**What you will do:** Where a line of the listing below includes the word "storedby", reproduce that line.
Data under study Block Start
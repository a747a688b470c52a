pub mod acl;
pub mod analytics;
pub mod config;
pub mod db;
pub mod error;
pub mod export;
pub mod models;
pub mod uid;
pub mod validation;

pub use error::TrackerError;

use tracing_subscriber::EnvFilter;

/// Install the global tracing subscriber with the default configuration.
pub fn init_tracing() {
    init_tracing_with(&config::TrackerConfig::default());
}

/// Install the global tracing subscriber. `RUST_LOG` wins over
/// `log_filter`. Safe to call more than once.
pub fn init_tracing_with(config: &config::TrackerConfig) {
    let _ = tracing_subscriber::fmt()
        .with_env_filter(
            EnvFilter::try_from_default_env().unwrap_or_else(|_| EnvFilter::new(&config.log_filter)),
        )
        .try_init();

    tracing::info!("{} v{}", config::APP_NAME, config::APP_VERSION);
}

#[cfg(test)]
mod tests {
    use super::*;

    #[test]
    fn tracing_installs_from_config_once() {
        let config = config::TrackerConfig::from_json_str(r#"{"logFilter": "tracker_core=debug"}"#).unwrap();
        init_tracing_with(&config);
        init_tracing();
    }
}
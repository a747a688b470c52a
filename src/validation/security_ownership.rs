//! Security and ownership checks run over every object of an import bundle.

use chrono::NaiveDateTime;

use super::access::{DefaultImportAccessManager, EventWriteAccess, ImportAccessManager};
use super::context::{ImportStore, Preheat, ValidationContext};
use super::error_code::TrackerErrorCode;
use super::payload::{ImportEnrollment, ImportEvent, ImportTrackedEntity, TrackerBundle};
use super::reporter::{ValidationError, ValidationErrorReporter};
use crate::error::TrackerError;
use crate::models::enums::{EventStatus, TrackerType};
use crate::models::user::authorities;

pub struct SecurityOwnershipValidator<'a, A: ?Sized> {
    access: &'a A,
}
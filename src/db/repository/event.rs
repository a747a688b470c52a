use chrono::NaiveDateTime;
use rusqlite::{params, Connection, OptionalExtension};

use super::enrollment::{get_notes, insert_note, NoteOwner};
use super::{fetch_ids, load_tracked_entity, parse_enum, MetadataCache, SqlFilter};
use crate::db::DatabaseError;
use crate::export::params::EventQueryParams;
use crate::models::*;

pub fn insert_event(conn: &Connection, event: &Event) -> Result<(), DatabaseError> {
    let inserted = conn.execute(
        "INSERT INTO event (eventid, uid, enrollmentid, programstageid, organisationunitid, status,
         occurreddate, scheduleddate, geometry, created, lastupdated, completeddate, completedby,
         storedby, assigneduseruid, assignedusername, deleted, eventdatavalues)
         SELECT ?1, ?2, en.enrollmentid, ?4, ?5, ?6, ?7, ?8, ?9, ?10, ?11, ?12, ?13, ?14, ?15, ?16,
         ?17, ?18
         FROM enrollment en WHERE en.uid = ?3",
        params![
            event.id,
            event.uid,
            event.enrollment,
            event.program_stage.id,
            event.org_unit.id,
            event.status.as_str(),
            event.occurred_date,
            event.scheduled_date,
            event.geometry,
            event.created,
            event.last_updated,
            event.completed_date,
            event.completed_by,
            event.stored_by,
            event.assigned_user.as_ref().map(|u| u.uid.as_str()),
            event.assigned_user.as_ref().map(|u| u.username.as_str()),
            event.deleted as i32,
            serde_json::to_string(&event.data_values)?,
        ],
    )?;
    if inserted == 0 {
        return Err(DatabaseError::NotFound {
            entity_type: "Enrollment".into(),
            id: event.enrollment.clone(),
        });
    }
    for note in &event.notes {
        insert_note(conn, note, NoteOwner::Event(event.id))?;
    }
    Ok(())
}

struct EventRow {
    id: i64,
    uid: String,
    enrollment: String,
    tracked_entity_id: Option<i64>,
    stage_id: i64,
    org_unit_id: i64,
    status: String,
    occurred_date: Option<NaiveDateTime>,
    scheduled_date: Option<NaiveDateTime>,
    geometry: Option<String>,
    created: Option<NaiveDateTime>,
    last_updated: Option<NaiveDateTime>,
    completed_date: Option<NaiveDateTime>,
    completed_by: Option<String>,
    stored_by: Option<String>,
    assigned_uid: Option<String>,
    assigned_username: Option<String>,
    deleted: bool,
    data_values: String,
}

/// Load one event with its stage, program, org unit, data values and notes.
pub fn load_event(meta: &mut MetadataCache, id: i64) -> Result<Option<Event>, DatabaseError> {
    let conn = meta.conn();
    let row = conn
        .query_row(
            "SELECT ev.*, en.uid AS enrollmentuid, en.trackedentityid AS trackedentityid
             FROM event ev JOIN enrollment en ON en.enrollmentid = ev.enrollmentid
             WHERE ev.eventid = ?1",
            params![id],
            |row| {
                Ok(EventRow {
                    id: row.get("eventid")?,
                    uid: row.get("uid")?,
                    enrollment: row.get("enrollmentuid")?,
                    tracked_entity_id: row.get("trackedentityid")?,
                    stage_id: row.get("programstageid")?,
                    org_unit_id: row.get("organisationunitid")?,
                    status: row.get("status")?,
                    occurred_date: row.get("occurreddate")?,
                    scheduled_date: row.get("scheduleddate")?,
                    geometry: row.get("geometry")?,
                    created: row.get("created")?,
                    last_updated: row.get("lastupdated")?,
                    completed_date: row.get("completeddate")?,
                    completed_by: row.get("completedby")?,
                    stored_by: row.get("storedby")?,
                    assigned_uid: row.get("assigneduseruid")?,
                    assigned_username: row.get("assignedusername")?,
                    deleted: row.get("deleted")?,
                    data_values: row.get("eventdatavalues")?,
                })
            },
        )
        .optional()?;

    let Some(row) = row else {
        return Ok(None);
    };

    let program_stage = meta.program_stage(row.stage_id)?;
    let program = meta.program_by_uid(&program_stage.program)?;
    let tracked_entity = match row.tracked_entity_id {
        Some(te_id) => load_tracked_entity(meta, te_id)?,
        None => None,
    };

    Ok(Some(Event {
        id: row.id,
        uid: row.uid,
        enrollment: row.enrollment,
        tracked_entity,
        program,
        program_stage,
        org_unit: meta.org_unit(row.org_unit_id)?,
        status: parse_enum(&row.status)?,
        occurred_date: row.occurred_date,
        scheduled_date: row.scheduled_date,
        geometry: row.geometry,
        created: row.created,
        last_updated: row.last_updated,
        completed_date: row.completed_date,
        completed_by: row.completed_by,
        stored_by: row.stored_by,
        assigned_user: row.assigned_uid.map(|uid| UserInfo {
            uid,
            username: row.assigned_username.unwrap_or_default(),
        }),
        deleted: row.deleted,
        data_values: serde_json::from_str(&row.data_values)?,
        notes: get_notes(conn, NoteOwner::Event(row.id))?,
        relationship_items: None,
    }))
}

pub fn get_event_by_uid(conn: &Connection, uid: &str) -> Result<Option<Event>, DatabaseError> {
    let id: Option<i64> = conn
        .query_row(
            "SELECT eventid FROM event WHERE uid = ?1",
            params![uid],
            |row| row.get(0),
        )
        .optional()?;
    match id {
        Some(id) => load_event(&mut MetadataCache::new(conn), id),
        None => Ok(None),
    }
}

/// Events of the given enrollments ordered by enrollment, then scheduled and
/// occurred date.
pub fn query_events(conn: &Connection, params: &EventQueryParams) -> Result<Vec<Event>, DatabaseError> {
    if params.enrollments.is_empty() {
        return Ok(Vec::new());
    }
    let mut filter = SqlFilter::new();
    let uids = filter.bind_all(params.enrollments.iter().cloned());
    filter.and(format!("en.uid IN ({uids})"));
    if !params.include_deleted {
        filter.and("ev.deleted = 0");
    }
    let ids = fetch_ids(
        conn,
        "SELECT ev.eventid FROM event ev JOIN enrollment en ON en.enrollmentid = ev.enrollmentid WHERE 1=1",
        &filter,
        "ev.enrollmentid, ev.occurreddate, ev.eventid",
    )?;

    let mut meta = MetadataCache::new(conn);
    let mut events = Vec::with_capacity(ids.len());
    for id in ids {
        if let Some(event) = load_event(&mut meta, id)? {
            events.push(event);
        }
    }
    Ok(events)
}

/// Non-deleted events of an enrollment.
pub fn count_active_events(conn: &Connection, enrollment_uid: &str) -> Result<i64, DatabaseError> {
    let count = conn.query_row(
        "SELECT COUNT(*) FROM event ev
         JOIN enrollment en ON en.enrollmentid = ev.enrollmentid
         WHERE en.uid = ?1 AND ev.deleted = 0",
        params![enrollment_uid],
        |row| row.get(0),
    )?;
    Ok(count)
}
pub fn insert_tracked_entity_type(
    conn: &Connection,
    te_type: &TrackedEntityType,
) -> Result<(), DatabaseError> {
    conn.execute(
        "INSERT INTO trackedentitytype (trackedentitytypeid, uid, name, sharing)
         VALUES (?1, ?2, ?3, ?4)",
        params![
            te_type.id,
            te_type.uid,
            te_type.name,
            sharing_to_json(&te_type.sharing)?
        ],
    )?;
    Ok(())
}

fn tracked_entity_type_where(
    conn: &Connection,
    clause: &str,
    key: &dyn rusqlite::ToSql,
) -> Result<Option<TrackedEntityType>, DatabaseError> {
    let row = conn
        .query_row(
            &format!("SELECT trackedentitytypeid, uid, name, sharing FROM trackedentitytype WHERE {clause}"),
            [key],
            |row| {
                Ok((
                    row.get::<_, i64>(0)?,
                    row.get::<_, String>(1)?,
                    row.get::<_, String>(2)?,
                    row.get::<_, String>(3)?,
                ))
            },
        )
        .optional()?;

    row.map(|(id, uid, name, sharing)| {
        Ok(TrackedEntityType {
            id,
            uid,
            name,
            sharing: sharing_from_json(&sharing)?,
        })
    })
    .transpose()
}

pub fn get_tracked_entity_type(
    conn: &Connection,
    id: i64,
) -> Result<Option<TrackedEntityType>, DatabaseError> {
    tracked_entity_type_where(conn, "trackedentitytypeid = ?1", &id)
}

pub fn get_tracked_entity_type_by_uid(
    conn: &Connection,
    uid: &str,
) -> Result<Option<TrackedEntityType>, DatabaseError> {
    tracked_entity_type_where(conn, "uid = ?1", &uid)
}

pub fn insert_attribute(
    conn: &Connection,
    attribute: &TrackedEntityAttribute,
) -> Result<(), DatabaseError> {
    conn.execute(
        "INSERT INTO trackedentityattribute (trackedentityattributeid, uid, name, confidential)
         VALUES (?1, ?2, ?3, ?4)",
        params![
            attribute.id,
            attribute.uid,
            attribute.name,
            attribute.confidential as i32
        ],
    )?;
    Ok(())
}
Data under study Block End
**Your response:**
         storedby, assigneduseruid, assignedusername, deleted, eventdatavalues)
                    stored_by: row.get("storedby")?,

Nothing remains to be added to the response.